From Ringing to Roaring: Understanding the Four Different Types of Tinnitus

From Ringing to Roaring: Understanding the Four Different Types of Tinnitus

Tinnitus is very real, as it is a “sound” that is heard by the person experiencing it (subjective tinnitus), regardless of whether someone else can hear it (objective tinnitus). In fact, in MRI scans, magnetic imaging shows cerebral activity associated with auditory perception.

Is Tinnitus Real?

Tinnitus should always be thought of as a symptom and not a disease – just as arm pain could be a symptom of an underlying fracture. And since tinnitus can be a sign of certain medical complications, so it should never be dismissed, ignored or underestimated.
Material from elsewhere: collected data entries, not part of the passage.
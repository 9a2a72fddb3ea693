//! Trait for observables that embed their own registry.
//!
//! This module provides the `KeyValueObserving` trait with default
//! implementations for observer management and change bracketing. Implementors
//! only supply the accessor to their [`Registry`].

use std::rc::Rc;

use crate::{KvoError, Observer, Registry};

/// Shorthand for the observer type accepted by a [`KeyValueObserving`] type.
pub type ObserverFor<T> =
    Observer<T, <T as KeyValueObserving>::Value, <T as KeyValueObserving>::Context>;

/// An object that supports key-value observing.
///
/// The implementor owns a [`Registry`] bound to itself (usually built inside
/// [`Rc::new_cyclic`]) and must bracket every property mutation with
/// [`will_change_value_for_key`](Self::will_change_value_for_key) and
/// [`did_change_value_for_key`](Self::did_change_value_for_key), using the same
/// key for both. [`change_value_for_key`](Self::change_value_for_key) and the
/// [`kvo_setter!`](crate::kvo_setter) macro do both in one call.
///
/// # Examples
///
/// ```rust
/// use kvo_registry::{KeyValueObserving, Observer, ObservingOptions, Registry};
/// use std::cell::Cell;
/// use std::rc::Rc;
///
/// struct Counter {
///     count: Cell<u32>,
///     kvo: Registry<Counter, u32>,
/// }
///
/// impl KeyValueObserving for Counter {
///     type Value = u32;
///     type Context = ();
///
///     fn kvo(&self) -> &Registry<Self, u32> {
///         &self.kvo
///     }
/// }
///
/// let counter = Rc::new_cyclic(|me| Counter {
///     count: Cell::new(0),
///     kvo: Registry::new(me.clone()),
/// });
///
/// let last = Rc::new(Cell::new(0));
/// let sink = Rc::clone(&last);
/// counter.add_observer(&Observer::new(
///     "count",
///     ObservingOptions::NEW,
///     (),
///     |c: &Counter| c.count.get(),
///     move |_c, _old, new, _key, _ctx| sink.set(*new.unwrap()),
/// ));
///
/// counter.change_value_for_key("count", || counter.count.set(3))?;
/// assert_eq!(last.get(), 3);
/// # Ok::<(), kvo_registry::KvoError>(())
/// ```
pub trait KeyValueObserving: Sized {
    /// Type returned by the getters of this object's observers.
    type Value;

    /// Opaque context type carried by this object's observers.
    type Context;

    /// Access the registry bound to this object.
    fn kvo(&self) -> &Registry<Self, Self::Value, Self::Context>;

    /// Register `observer` on this object. See [`Registry::add_observer`].
    fn add_observer(&self, observer: &Rc<ObserverFor<Self>>) {
        self.kvo().add_observer(observer);
    }

    /// Remove every registration of `observer`. See [`Registry::remove_observer`].
    fn remove_observer(&self, observer: &Rc<ObserverFor<Self>>) -> usize {
        self.kvo().remove_observer(observer)
    }

    /// Must be called before the property `key` is mutated.
    fn will_change_value_for_key(&self, key: &str) -> Result<(), KvoError> {
        self.kvo().will_change(key)
    }

    /// Must be called right after the property `key` was mutated.
    fn did_change_value_for_key(&self, key: &str) -> Result<(), KvoError> {
        self.kvo().did_change(key)
    }

    /// Runs `mutate` between the will/did notifications for `key`.
    fn change_value_for_key<R>(
        &self,
        key: &str,
        mutate: impl FnOnce() -> R,
    ) -> Result<R, KvoError> {
        self.kvo().change_value_for_key(key, mutate)
    }
}

// -------------------------------------------------------------------------------------------------
// Tests
// -------------------------------------------------------------------------------------------------

#[cfg(test)]
mod tests {
    use super::{KeyValueObserving, ObserverFor};
    use crate::{ObservingOptions, Registry};

    use std::cell::{Cell, RefCell};
    use std::rc::Rc;

    struct Gauge {
        level: Cell<u8>,
        kvo: Registry<Gauge, u8, &'static str>,
    }

    impl KeyValueObserving for Gauge {
        type Value = u8;
        type Context = &'static str;

        fn kvo(&self) -> &Registry<Self, u8, &'static str> {
            &self.kvo
        }
    }

    impl Gauge {
        fn new() -> Rc<Self> {
            Rc::new_cyclic(|me| Gauge {
                level: Cell::new(0),
                kvo: Registry::new(me.clone()),
            })
        }

        fn set_level(&self, level: u8) {
            self.will_change_value_for_key("level").unwrap();
            self.level.set(level);
            self.did_change_value_for_key("level").unwrap();
        }
    }

    fn level_observer(log: &Rc<RefCell<Vec<String>>>) -> Rc<ObserverFor<Gauge>> {
        let sink = Rc::clone(log);
        ObserverFor::<Gauge>::new(
            "level",
            ObservingOptions::OLD | ObservingOptions::NEW,
            "gauge",
            |g: &Gauge| g.level.get(),
            move |_g, old, new, key, ctx| {
                sink.borrow_mut().push(format!("{ctx}:{key}:{old:?}->{new:?}"))
            },
        )
    }

    #[test]
    fn test_embedded_registry_round() {
        let gauge = Gauge::new();
        let log = Rc::new(RefCell::new(Vec::new()));
        let observer = level_observer(&log);

        gauge.add_observer(&observer);
        gauge.set_level(4);
        gauge.set_level(9);

        assert_eq!(
            *log.borrow(),
            vec![
                "gauge:level:Some(0)->Some(4)",
                "gauge:level:Some(4)->Some(9)"
            ]
        );
    }

    #[test]
    fn test_remove_through_trait() {
        let gauge = Gauge::new();
        let log = Rc::new(RefCell::new(Vec::new()));
        let observer = level_observer(&log);

        gauge.add_observer(&observer);
        assert_eq!(gauge.remove_observer(&observer), 1);
        gauge.set_level(1);
        assert!(log.borrow().is_empty());
    }

    #[test]
    fn test_change_value_for_key_returns_result() {
        let gauge = Gauge::new();
        let previous = gauge
            .change_value_for_key("level", || gauge.level.replace(7))
            .unwrap();
        assert_eq!(previous, 0);
        assert_eq!(gauge.level.get(), 7);
    }

    #[test]
    fn test_dropping_observable_releases_observers() {
        let log = Rc::new(RefCell::new(Vec::new()));
        let observer = level_observer(&log);
        {
            let gauge = Gauge::new();
            gauge.add_observer(&observer);
            assert_eq!(Rc::strong_count(&observer), 2);
        }
        assert_eq!(Rc::strong_count(&observer), 1);
    }
}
Although most cases of tinnitus are harmless and simply a byproduct of a damaged hearing system, you should see a hearing care professional under any of the following circumstances, if:  

  • you have persistent tinnitus
  • your tinnitus is only heard in one ear
  • your tinnitus is accompanied by dizziness and/or balance problems
  • your tinnitus is affecting your day-to-day activities

Which Type of Tinnitus Do You Have?

The Audiological specialty recognizes four major types of tinnitus. Some are temporary or treatable, while others are permanent or can only be managed, not cured.

  • Subjective Tinnitus:
    Subjective Tinnitus is the most common type, accounting for 95% of cases. It can only be heard by the person affected and is usually the result of exposure to loud noise. It can appear abruptly and last around three months in some cases or 12 months or longer in others. This type of tinnitus is strongly associated with hearing loss. When hair cells in the inner ear are damaged, the brain doesn’t receive the auditory signals that it is expecting, and creates the illusion of sound to compensate for those missing signals.
  • Objective Tinnitus:
    Objective Tinnitus is the only form that can actually be heard by someone else if they put their ear very close to yours, or it can be heard by a doctor using a stethoscope. It is the rarest form, and thought to be caused by involuntary muscle contractions or vascular deformity. Patients with this type often describe it as a “pulsing” sound occurring in time with their heartbeat. This kind of tinnitus is commonly connected to cardiovascular issues, such as damaged blood vessels or a heart murmur. The root cause can usually be identified and treated successfully with surgery or other medical treatment. Pulsatile tinnitus, or hearing one’s heartbeat in the ear, can in rare cases signal a serious medical complication and should be evaluated medically right away if it occurs frequently.
  • Neurological Tinnitus:
    Neurological tinnitus is caused by a disease that affects your nervous system, such as Meniere’s disease. Patients with this form also tend to experience dizziness, vertigo and balance issues. While doctors can treat the underlying cause to bring some relief, there is usually no cure, and so the tinnitus will likely be permanent.
  • Somatic Tinnitus:
    Somatic tinnitus results when the sensory signals coming from various parts of your body are disrupted, causing a spasm that produces tinnitus. Somatic is from the Greek meaning “of the body”, and somatic tinnitus is defined as tinnitus which is caused, worsened, or otherwise related to your body’s own sensory system. People with this type of tinnitus often have it in only one ear, and it can vary dramatically throughout the day. Depending on whether a root cause can be diagnosed, your ENT doctor may be able to come up with an effective treatment plan.